Во многих областях: в технике, экономике, демографии и т. п. – наблюдаемый прогресс идет от меньшего к большему: улучшаются методы работы, возрастают скорости, множатся обмены, возрастают популяции и так далее. В политике же прогресса нет; здесь его не более, чем в искусстве или морали. История учит, что, по всей видимости, власть одними и теми же приемами, в одних и тех же условиях проявляется и повторяется из поколения в поколение. Господство меньшинства над большинством беспрестанно возобновляется и повторяется бесконечно, просто иногда меняются исполнители этой бесконечной исторической постановки.

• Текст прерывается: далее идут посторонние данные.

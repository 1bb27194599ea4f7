//! Voice exchange endpoint: the STT -> LLM -> TTS pipeline
//!
//! Accepts one utterance clip, transcribes it, generates a reply from
//! the transcript plus recent history, synthesizes the reply, and
//! returns text and audio together.

use std::sync::Arc;

use axum::{
    extract::{Multipart, State},
    http::StatusCode,
    response::{IntoResponse, Response},
    routing::post,
    Json, Router,
};
use base64::Engine;
use serde::Serialize;

use super::ApiState;
use crate::db::TurnRole;
use crate::llm::HISTORY_WINDOW;
use crate::voice::TTS_AUDIO_MIME;

/// Reply used when transcription produced no text; skips the LLM but
/// still goes through TTS so the user hears something
const FALLBACK_REPLY: &str = "I didn't catch that. Could you try again?";

/// Content type assumed when the client sends none
const DEFAULT_CONTENT_TYPE: &str = "audio/webm";

/// Build voice router
pub fn router(state: Arc<ApiState>) -> Router {
    Router::new()
        .route("/api/voice", post(exchange))
        .with_state(state)
}

/// Voice exchange response
#[derive(Debug, Serialize)]
#[serde(rename_all = "camelCase")]
pub struct ExchangeResponse {
    pub transcript: String,
    pub reply: String,
    pub audio_base64: String,
    pub audio_mime: &'static str,
}

/// Fields parsed out of the multipart submission
#[derive(Default)]
struct Submission {
    audio: Option<Vec<u8>>,
    user_id: Option<String>,
    prompt_name: Option<String>,
    content_type: Option<String>,
}

impl Submission {
    async fn parse(mut multipart: Multipart) -> Result<Self, VoiceError> {
        let mut submission = Self::default();

        while let Some(field) = multipart
            .next_field()
            .await
            .map_err(|_| VoiceError::BadRequest("malformed multipart body"))?
        {
            let name = field.name().map(ToString::to_string);
            match name.as_deref() {
                Some("audio") => {
                    let mime = field.content_type().map(ToString::to_string);
                    let bytes = field
                        .bytes()
                        .await
                        .map_err(|_| VoiceError::BadRequest("malformed audio field"))?;
                    submission.audio = Some(bytes.to_vec());
                    if submission.content_type.is_none() {
                        submission.content_type = mime;
                    }
                }
                Some("userId") => submission.user_id = field.text().await.ok(),
                Some("promptName") => submission.prompt_name = field.text().await.ok(),
                Some("contentType") => submission.content_type = field.text().await.ok(),
                _ => {}
            }
        }

        Ok(submission)
    }
}

/// Run one utterance through the pipeline
async fn exchange(
    State(state): State<Arc<ApiState>>,
    multipart: Multipart,
) -> Result<Json<ExchangeResponse>, VoiceError> {
    let stt = state
        .stt
        .as_ref()
        .ok_or(VoiceError::NotConfigured("STT not configured"))?;
    let tts = state
        .tts
        .as_ref()
        .ok_or(VoiceError::NotConfigured("TTS not configured"))?;
    let chat = state
        .chat
        .as_ref()
        .ok_or(VoiceError::NotConfigured("chat not configured"))?;

    let submission = Submission::parse(multipart).await?;

    let audio = submission
        .audio
        .filter(|bytes| !bytes.is_empty())
        .ok_or(VoiceError::BadRequest("audio file missing"))?;

    let user_id = submission
        .user_id
        .filter(|id| !id.is_empty())
        .unwrap_or_else(|| "anonymous".to_string());
    let prompt_name = submission
        .prompt_name
        .filter(|name| !name.is_empty())
        .unwrap_or_else(|| crate::prompts::DEFAULT_PROMPT_NAME.to_string());
    let content_type = submission
        .content_type
        .unwrap_or_else(|| DEFAULT_CONTENT_TYPE.to_string());

    let transcript = stt
        .transcribe(audio, &content_type)
        .await
        .map_err(|e| VoiceError::TranscriptionFailed(e.to_string()))?;

    let reply = if transcript.is_empty() {
        // Nothing intelligible downstream: canned fallback instead of
        // a failure; history is left untouched
        FALLBACK_REPLY.to_string()
    } else {
        // History is fetched before this exchange's turns are appended;
        // the transcript rides along as the final user message
        let system_prompt = state.prompts.load(&prompt_name);
        let history = state
            .history
            .get_history(&user_id, HISTORY_WINDOW)
            .map_err(|e| VoiceError::Internal(e.to_string()))?;

        let reply = chat
            .reply(&system_prompt, &history, &transcript)
            .await
            .map_err(|e| VoiceError::CompletionFailed(e.to_string()))?;

        state
            .history
            .append_turn(&user_id, TurnRole::User, &transcript)
            .map_err(|e| VoiceError::Internal(e.to_string()))?;
        state
            .history
            .append_turn(&user_id, TurnRole::Assistant, &reply)
            .map_err(|e| VoiceError::Internal(e.to_string()))?;

        reply
    };

    // The fallback reply still goes through TTS so the user hears it
    let reply_audio = tts
        .synthesize(&reply)
        .await
        .map_err(|e| VoiceError::SynthesisFailed(e.to_string()))?;

    tracing::info!(user_id = %user_id, transcript = %transcript, reply = %reply, "voice exchange complete");

    Ok(Json(ExchangeResponse {
        transcript,
        reply,
        audio_base64: base64::engine::general_purpose::STANDARD.encode(reply_audio),
        audio_mime: TTS_AUDIO_MIME,
    }))
}

/// Voice API errors
#[derive(Debug)]
pub enum VoiceError {
    NotConfigured(&'static str),
    BadRequest(&'static str),
    TranscriptionFailed(String),
    CompletionFailed(String),
    SynthesisFailed(String),
    Internal(String),
}

impl IntoResponse for VoiceError {
    fn into_response(self) -> Response {
        #[derive(Serialize)]
        struct ErrorResponse {
            error: ErrorBody,
        }

        #[derive(Serialize)]
        struct ErrorBody {
            code: &'static str,
            message: String,
        }

        let (status, code, message) = match self {
            Self::NotConfigured(msg) => (
                StatusCode::SERVICE_UNAVAILABLE,
                "not_configured",
                msg.to_string(),
            ),
            Self::BadRequest(msg) => (StatusCode::BAD_REQUEST, "bad_request", msg.to_string()),
            Self::TranscriptionFailed(msg) => (
                StatusCode::INTERNAL_SERVER_ERROR,
                "transcription_failed",
                msg,
            ),
            Self::CompletionFailed(msg) => {
                (StatusCode::INTERNAL_SERVER_ERROR, "completion_failed", msg)
            }
            Self::SynthesisFailed(msg) => {
                (StatusCode::INTERNAL_SERVER_ERROR, "synthesis_failed", msg)
            }
            Self::Internal(msg) => (StatusCode::INTERNAL_SERVER_ERROR, "internal", msg),
        };

        (
            status,
            Json(ErrorResponse {
                error: ErrorBody { code, message },
            }),
        )
            .into_response()
    }
}
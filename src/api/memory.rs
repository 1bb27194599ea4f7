//! Conversation history endpoints

use std::sync::Arc;

use axum::{
    extract::{Path, State},
    http::StatusCode,
    response::{IntoResponse, Response},
    routing::{get, post},
    Json, Router,
};
use serde::{Deserialize, Serialize};

use super::ApiState;
use crate::db::Turn;

/// Turns returned by a history fetch
const FETCH_LIMIT: usize = 50;

/// History fetch response
#[derive(Serialize)]
pub struct HistoryResponse {
    pub history: Vec<Turn>,
}

/// Clear request body
#[derive(Deserialize)]
pub struct ClearRequest {
    #[serde(rename = "userId", default)]
    pub user_id: Option<String>,
}

/// Clear acknowledgment
#[derive(Serialize)]
pub struct ClearResponse {
    pub ok: bool,
}

/// Fetch the most recent turns for a user
async fn get_history(
    State(state): State<Arc<ApiState>>,
    Path(user_id): Path<String>,
) -> Result<Json<HistoryResponse>, MemoryError> {
    let history = state
        .history
        .get_history(&user_id, FETCH_LIMIT)
        .map_err(|e| MemoryError::Internal(e.to_string()))?;

    Ok(Json(HistoryResponse { history }))
}

/// Clear all history for a user. Idempotent: clearing an already-empty
/// history still acknowledges.
async fn clear_history(
    State(state): State<Arc<ApiState>>,
    Json(request): Json<ClearRequest>,
) -> Result<Json<ClearResponse>, MemoryError> {
    let user_id = request
        .user_id
        .filter(|id| !id.is_empty())
        .ok_or(MemoryError::BadRequest("userId required"))?;

    state
        .history
        .clear_user(&user_id)
        .map_err(|e| MemoryError::Internal(e.to_string()))?;

    tracing::info!(user_id = %user_id, "history cleared");
    Ok(Json(ClearResponse { ok: true }))
}

/// Build memory router
pub fn router(state: Arc<ApiState>) -> Router {
    Router::new()
        .route("/api/memory/clear", post(clear_history))
        .route("/api/memory/{user_id}", get(get_history))
        .with_state(state)
}

/// Memory API errors
#[derive(Debug)]
pub enum MemoryError {
    BadRequest(&'static str),
    Internal(String),
}

impl IntoResponse for MemoryError {
    fn into_response(self) -> Response {
        #[derive(Serialize)]
        struct ErrorResponse {
            error: ErrorBody,
        }

        #[derive(Serialize)]
        struct ErrorBody {
            code: &'static str,
            message: String,
        }

        let (status, code, message) = match self {
            Self::BadRequest(msg) => (StatusCode::BAD_REQUEST, "bad_request", msg.to_string()),
            Self::Internal(msg) => (StatusCode::INTERNAL_SERVER_ERROR, "internal", msg),
        };

        (
            status,
            Json(ErrorResponse {
                error: ErrorBody { code, message },
            }),
        )
            .into_response()
    }
}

«Пример, – пишет Фрейд, – придающий этим отношениям неизменную значимость врожденного и неискоренимого неравенства людей, – это их тенденция разделяться на две категории: лидеров и ведомых. Последние составляют громадное большинство, они испытывают потребность в авторитете, который принимал бы за них решения и которому бы они подчинялись безгранично».
Напрасно было бы говорить о восхождении к обществу без богов и авторитетов, так как лидеры среди нас поминутно возрождают их. Именно такое отсутствие прогрессивного движения и объясняет автономию политики и противопоставляет ее всему остальному. Эволюционные процессы в истории ее почти не затрагивают. Во всех обществах, даже наиболее развитых, в том, что касается власти, прошлое господствует над настоящим, мертвая традиция опутывает живую современность. И если желают на нее воздействовать, нужно влиять на людей, обращаясь к самым древним слоям их психики. Можно одной фразой подытожить этот контраст: экономика и техника следуют законам истории, политика должна следовать законам человеческой природы.
Основатель науки психологии масс Ле Бон не задерживается на стенаниях по поводу человеческой природы. Врач власти, он производит ее анатомирование и описывает ее физиологию. Он подчиняется обнаруженным законам, как инженер – законам физической материи. Идеи управляют законами толп. Они нуждаются в иллюзии, а действия вождя пропускаются через иллюзию, которая оказывается более необходимой, чем рассудок.
«Разумная логика, – пишет он, – управляет сферой сознания, где осуществляются интерпретации наших поступков, на логике чувств строятся наши верования, то есть факторы поведения людей и народов».
Не следует делать из этого вывод, что вожди – это обманщики, лицемеры и притворщики, – они таковыми не являются, как и гипнотизерами. Но, находясь во власти идеи-фикс, они готовы ей придать и присвоить себе любые внешние эффекты, способные обеспечить триумф. Отсюда их странный вид, одновременно искренний и притворный, который заставил Талейрана сказать о Наполеоне: «Этот человеческий дьявол смеется над всеми; он изображает нам свои страсти, и они у него действительно есть».
Нужно, чтобы вождь был непосредственным, как и актер. Он выходит из своего духовного пространства, чтобы сразу погрузиться в духовную жизнь публики. Обольщая толпу, он обольщает самого себя. Он действует в унисон с массами, воскрешает их воспоминания, озаряет их идеалы, испытывает то, что испытывают они, прежде чем повернуть их и попытаться увлечь своей точкой зрения.
«Я, может быть, зайду дальше того, – признается Ле Бон, – что допускает позитивная наука, говоря, что бессознательные души обольстителя и обольщенного, вождя и ведомого проникают друг в друга с помощью какого-то таинственного механизма».
В слове Ле Бон видит рычаг всякой власти.
«Слова и формулировки, – пишет он, – являются великими генераторами мнений и верований. Являясь опасной силой, они губят больше людей, чем пушки».
Можно ли в это поверить? Гитлер идет по его стопам, когда пишет в «Mein Kampf»:
«Силой, которая привела в движение большие исторические потоки в политической или религиозной области, было с незапамятных времен только волшебное могущество произнесенного слова. Большая масса людей всегда подчиняется, могуществу слова».
И он доказал это в ряде случаев, совсем как его антипод Ганди, использовавший слово как самое эффективное средство для воцарения мира в умах и победы над насилием. Что же превращает обычное слово в слово обольщения? Разумеется, выстроенный образ того, кто его произносит перед толпой. Эффективность слов зависит от вызванных образов, точных, повелительных.
«Массы, – пишет Ле Бон, – никогда не впечатляются логикой речи, но их впечатляют чувственные образы, которые рождают определенные слова и ассоциации слов». «Их сосредоточенно произносят перед толпами, и немедленно на лицах появляется уважение, головы, склоняются. Многие рассматривают их как силы природы, мощь стихии».